=== DATASET ===

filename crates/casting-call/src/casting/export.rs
use std::io::Write;

use serde::{Deserialize, Serialize};

use super::domain::{ApplicantRecord, UserRecord};

/// Rendered in place of any optional value a record does not carry.
pub const PLACEHOLDER: &str = "N/A";

/// Fixed column ordering shared by every roster export.
#[derive(Debug, Clone, Copy, PartialEq, Eq)]
pub enum ExportColumn {
    Name,
    Email,
    Phone,
    Age,
    Gender,
    Location,
}

impl ExportColumn {
    pub const fn ordered() -> [Self; 6] {
        [
            Self::Name,
            Self::Email,
            Self::Phone,
            Self::Age,
            Self::Gender,
            Self::Location,
        ]
    }

    pub const fn label(self) -> &'static str {
        match self {
            Self::Name => "Name",
            Self::Email => "Email",
            Self::Phone => "Phone",
            Self::Age => "Age",
            Self::Gender => "Gender",
            Self::Location => "Location",
        }
    }
}

/// Records that can be written as a roster row.
pub trait Exportable {
    /// Cell value for `column`, or `None` to render the placeholder.
    fn cell(&self, column: ExportColumn) -> Option<&str>;

    fn export_row(&self) -> Vec<String> {
        ExportColumn::ordered()
            .into_iter()
            .map(|column| self.cell(column).unwrap_or(PLACEHOLDER).to_string())
            .collect()
    }
}

impl Exportable for UserRecord {
    fn cell(&self, column: ExportColumn) -> Option<&str> {
        match column {
            ExportColumn::Name => Some(self.name.as_str()),
            ExportColumn::Email => Some(self.email.as_str()),
            ExportColumn::Phone => self.mobile.as_deref(),
            ExportColumn::Age => self.age.as_deref(),
            ExportColumn::Gender => self.gender.map(|gender| gender.label()),
            ExportColumn::Location => self.location.as_deref(),
        }
    }
}

impl Exportable for ApplicantRecord {
    fn cell(&self, column: ExportColumn) -> Option<&str> {
        match column {
            ExportColumn::Name => Some(self.name.as_str()),
            ExportColumn::Email => Some(self.email.as_str()),
            ExportColumn::Phone => self.phone.as_deref(),
            ExportColumn::Age => self.age.as_deref(),
            ExportColumn::Gender => None,
            ExportColumn::Location => self.address.as_deref(),
        }
    }
}

pub fn header_row() -> Vec<String> {
    ExportColumn::ordered()
        .into_iter()
        .map(|column| column.label().to_string())
        .collect()
}

/// How delimited-text cells containing commas, quotes or newlines are written.
#[derive(Debug, Clone, Copy, PartialEq, Eq, Default, Serialize, Deserialize)]
#[serde(rename_all = "snake_case")]
pub enum CsvQuoting {
    /// Quote cells as needed so every row keeps six columns.
    #[default]
    Rfc4180,
    /// Join cells with bare commas. A comma inside a value shifts the following columns.
    Verbatim,
}

impl CsvQuoting {
    pub fn parse(value: &str) -> Option<Self> {
        match value.trim().to_ascii_lowercase().as_str() {
            "rfc4180" | "quoted" | "" => Some(Self::Rfc4180),
            "verbatim" | "raw" => Some(Self::Verbatim),
            _ => None,
        }
    }
}

#[derive(Debug, thiserror::Error)]
pub enum ExportError {
    #[error("failed to write delimited export: {0}")]
    Csv(#[from] csv::Error),
    #[error("failed to write export: {0}")]
    Io(#[from] std::io::Error),
}

/// Write the header and one row per record to `sink`, in input order.
pub fn write_delimited<'a, W, T, I>(
    sink: W,
    records: I,
    quoting: CsvQuoting,
) -> Result<(), ExportError>
where
    W: Write,
    T: Exportable + 'a,
    I: IntoIterator<Item = &'a T>,
{
    match quoting {
        CsvQuoting::Rfc4180 => {
            let mut writer = csv::WriterBuilder::new()
                .terminator(csv::Terminator::Any(b'\n'))
                .from_writer(sink);
            writer.write_record(header_row())?;
            for record in records {
                writer.write_record(record.export_row())?;
            }
            writer.flush()?;
        }
        CsvQuoting::Verbatim => {
            let mut sink = sink;
            let lines = std::iter::once(header_row())
                .chain(records.into_iter().map(|record| record.export_row()))
                .map(|row| row.join(","))
                .collect::<Vec<_>>();
            sink.write_all(lines.join("\n").as_bytes())?;
            sink.flush()?;
        }
    }
    Ok(())
}

pub fn to_delimited_string<'a, T, I>(records: I, quoting: CsvQuoting) -> Result<String, ExportError>
where
    T: Exportable + 'a,
    I: IntoIterator<Item = &'a T>,
{
    let mut buffer = Vec::new();
    write_delimited(&mut buffer, records, quoting)?;
    Ok(String::from_utf8_lossy(&buffer).into_owned())
}

/// Print-ready table with the same header and cells as the delimited export.
#[derive(Debug, Clone, PartialEq, Eq, Serialize)]
pub struct TabularDocument {
    pub title: String,
    pub header: Vec<String>,
    pub rows: Vec<Vec<String>>,
}

impl TabularDocument {
    pub fn from_records<'a, T, I>(title: impl Into<String>, records: I) -> Self
    where
        T: Exportable + 'a,
        I: IntoIterator<Item = &'a T>,
    {
        Self {
            title: title.into(),
            header: header_row(),
            rows: records
                .into_iter()
                .map(|record| record.export_row())
                .collect(),
        }
    }

    pub fn page_count(&self, rows_per_page: usize) -> usize {
        let rows_per_page = rows_per_page.max(1);
        self.rows.len().div_ceil(rows_per_page).max(1)
    }

    /// Render as fixed-width text. Pages are separated by a form feed and repeat the header.
    pub fn render_text(&self, rows_per_page: usize) -> String {
        let widths = self.column_widths();
        let rows_per_page = rows_per_page.max(1);
        let total_pages = self.page_count(rows_per_page);

        let mut pages = Vec::with_capacity(total_pages);
        let mut chunks: Vec<&[Vec<String>]> = self.rows.chunks(rows_per_page).collect();
        if chunks.is_empty() {
            chunks.push(&[]);
        }

        for (index, chunk) in chunks.into_iter().enumerate() {
            let mut page = String::new();
            page.push_str(&format!(
                "{} (page {}/{})\n",
                self.title,
                index + 1,
                total_pages
            ));
            page.push_str(&format_line(&self.header, &widths));
            page.push_str(&separator(&widths));
            if chunk.is_empty() {
                page.push_str("(no records)\n");
            }
            for row in chunk {
                page.push_str(&format_line(row, &widths));
            }
            pages.push(page);
        }

        pages.join("\u{c}")
    }

    fn column_widths(&self) -> Vec<usize> {
        let mut widths: Vec<usize> = self.header.iter().map(|cell| cell.chars().count()).collect();
        for row in &self.rows {
            for (width, cell) in widths.iter_mut().zip(row) {
                *width = (*width).max(cell.chars().count());
            }
        }
        widths
    }
}

fn format_line(cells: &[String], widths: &[usize]) -> String {
    let padded = cells
        .iter()
        .zip(widths)
        .map(|(cell, &width)| format!("{cell:<width$}"))
        .collect::<Vec<_>>();
    format!("{}\n", padded.join(" | ").trim_end())
}

fn separator(widths: &[usize]) -> String {
    let dashes = widths
        .iter()
        .map(|width| "-".repeat(*width))
        .collect::<Vec<_>>();
    format!("{}\n", dashes.join("-+-"))
}

#[derive(Debug, Clone, Copy, PartialEq, Eq, Default, Deserialize)]
#[serde(rename_all = "snake_case")]
pub enum ExportFormat {
    #[default]
    Csv,
    Table,
}

/// Knobs shared by every export produced by the service.
#[derive(Debug, Clone, Copy, PartialEq, Eq)]
pub struct ExportSettings {
    pub quoting: CsvQuoting,
    pub page_rows: usize,
}

impl Default for ExportSettings {
    fn default() -> Self {
        Self {
            quoting: CsvQuoting::Rfc4180,
            page_rows: 40,
        }
    }
}

/// A rendered export plus the name and MIME type the download should carry.
#[derive(Debug, Clone)]
pub struct ExportArtifact {
    pub file_name: String,
    pub content_type: mime::Mime,
    pub body: Vec<u8>,
}

impl ExportArtifact {
    pub fn content_disposition(&self) -> String {
        format!("attachment; filename=\"{}\"", self.file_name)
    }
}

/// Render `records` in `format`, naming the download `<stem>.csv` or `<stem>.txt`.
pub fn render_export<'a, T, I>(
    stem: &str,
    title: &str,
    records: I,
    format: ExportFormat,
    settings: ExportSettings,
) -> Result<ExportArtifact, ExportError>
where
    T: Exportable + 'a,
    I: IntoIterator<Item = &'a T>,
{
    match format {
        ExportFormat::Csv => {
            let mut body = Vec::new();
            write_delimited(&mut body, records, settings.quoting)?;
            Ok(ExportArtifact {
                file_name: format!("{stem}.csv"),
                content_type: mime::TEXT_CSV_UTF_8,
                body,
            })
        }
        ExportFormat::Table => {
            let document = TabularDocument::from_records(title, records);
            Ok(ExportArtifact {
                file_name: format!("{stem}.txt"),
                content_type: mime::TEXT_PLAIN_UTF_8,
                body: document.render_text(settings.page_rows).into_bytes(),
            })
        }
    }
}
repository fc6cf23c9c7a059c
mod common;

===

WORK REQUEST => What lines in the data hold the word "Exportable"? Return them.

PROBLEM SOLUTION =>
pub trait Exportable {
impl Exportable for UserRecord {
impl Exportable for ApplicantRecord {
    T: Exportable + 'a,
    T: Exportable + 'a,
        T: Exportable + 'a,
    T: Exportable + 'a,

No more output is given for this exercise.